Длительная практика активной самообороны принесла неожиданно положительные плоды. С благословения властей болгары впервые за четыре столетия получили возможность ощутить себя полноправными гражданами. В их руках оказалась не только возможность, но и право строить свои крепости, иметь свое оружие, создавать для защиты свои собственные организации под руководством своих предводителей. Вынужденные на протяжении нескольких десятилетий активно заниматься военным промыслом, болгары (как в составе кырджалийских дружин, так и по линии самообороны), невольно приобрели навыки плохо совместимые с психологией забитой, законопослушной райи. Своеобразным индикатором происходящих изменений стало устное народное творчество.

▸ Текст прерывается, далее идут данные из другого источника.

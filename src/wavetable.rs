//! One-cycle waveform lookup tables.

/// Number of entries in a waveform table
pub const WAVETABLE_LEN: usize = 64;

/// The table is indexed by the top bits of the 32-bit phase accumulator
const INDEX_SHIFT: u32 = 32 - WAVETABLE_LEN.trailing_zeros();
const INDEX_MASK: u32 = (WAVETABLE_LEN as u32) - 1;

/// One full period of a periodic waveform, as signed 8-bit samples.
#[derive(Debug, Clone, Copy, PartialEq, Eq)]
pub struct Wavetable(pub [i8; WAVETABLE_LEN]);

impl Wavetable {
  /// Table index for a phase accumulator value: `(phase >> 26) & 0x3F`
  #[inline(always)]
  pub const fn index(phase: u32) -> usize {
    ((phase >> INDEX_SHIFT) & INDEX_MASK) as usize
  }

  #[inline(always)]
  pub fn sample(&self, phase: u32) -> i8 {
    self.0[Self::index(phase)]
  }
}

/// Sine, peak ±91 (~70% of full scale) to leave headroom for the amplitude scaling.
/// round(91 * sin(2πi/64))
pub static SINE: Wavetable = Wavetable([
    0,   9,  18,  26,  35,  43,  51,  58,
   64,  70,  76,  80,  84,  87,  89,  91,
   91,  91,  89,  87,  84,  80,  76,  70,
   64,  58,  51,  43,  35,  26,  18,   9,
    0,  -9, -18, -26, -35, -43, -51, -58,
  -64, -70, -76, -80, -84, -87, -89, -91,
  -91, -91, -89, -87, -84, -80, -76, -70,
  -64, -58, -51, -43, -35, -26, -18,  -9,
]);

#[cfg(test)]
mod tests {
  use super::*;

  #[test]
  fn index_uses_top_six_bits() {
    assert_eq!(Wavetable::index(0), 0);
    assert_eq!(Wavetable::index(0x0400_0000), 1);
    assert_eq!(Wavetable::index(0x03FF_FFFF), 0);
    assert_eq!(Wavetable::index(0x8000_0000), 32);
    assert_eq!(Wavetable::index(u32::MAX), 63);
  }

  #[test]
  fn index_stays_in_range() {
    let mut phase: u32 = 0;
    // walk the whole accumulator range with an odd stride
    for _ in 0..100_000 {
      let idx = Wavetable::index(phase);
      assert!(idx < WAVETABLE_LEN);
      assert_eq!(idx, ((phase >> 26) & 0x3F) as usize);
      phase = phase.wrapping_add(0x0000_A7C5_u32.wrapping_mul(657));
    }
  }

  #[test]
  fn sine_shape() {
    assert_eq!(SINE.0.iter().map(|s| s.unsigned_abs()).max(), Some(91));
    assert_eq!(SINE.0[0], 0);
    assert_eq!(SINE.0[16], 91);
    assert_eq!(SINE.0[32], 0);
    assert_eq!(SINE.0[48], -91);
    // odd symmetry about the half period
    for i in 1..32 {
      assert_eq!(SINE.0[i], -SINE.0[i + 32]);
    }
  }
}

Привыкнув полагаться исключительно на свои силы и с оружием в руках отстаивать свои интересы, болгары по всей вероятности именно с этого времени начали культивировать качественно новый тип народного героя. К концу эпохи кырджалийства и, вероятно, не без влияния освободительных веяний из соседних сербских земель в народной среде романтический ореол начали приобретать образы гайдуков. Нравственная оценка проклинаемых и презираемых прежде разбойников стала постепенно меняться в сторону их идеализации. Данное обстоятельство можно, по всей вероятности, рассматривать в качестве наглядного проявления внутренней переориентации общественного сознания народных масс, подготовки его к принятию новых ценностей, ценностей, связанных с наступающей эпохой национально-освободительной борьбы.

 

Подводя итог, думается, можно сказать, что для болгарских земель эпоха кырджалийства имела исключительное значение. На рубеже двух столетий именно на этой территории решалась судьба и будущее Османской империи, совершался мучительный исторический перелом — переход к Новому времени. При этом необходимо особо подчеркнуть, что болгары в полной мере разделил все превратности судьбы, выпавшие на долю их земли. На гребне феодальной анархии этот народ совершил переход к качественно новой ступени своего исторического развития, ознаменовавшейся подъемом национально-освободительного движения.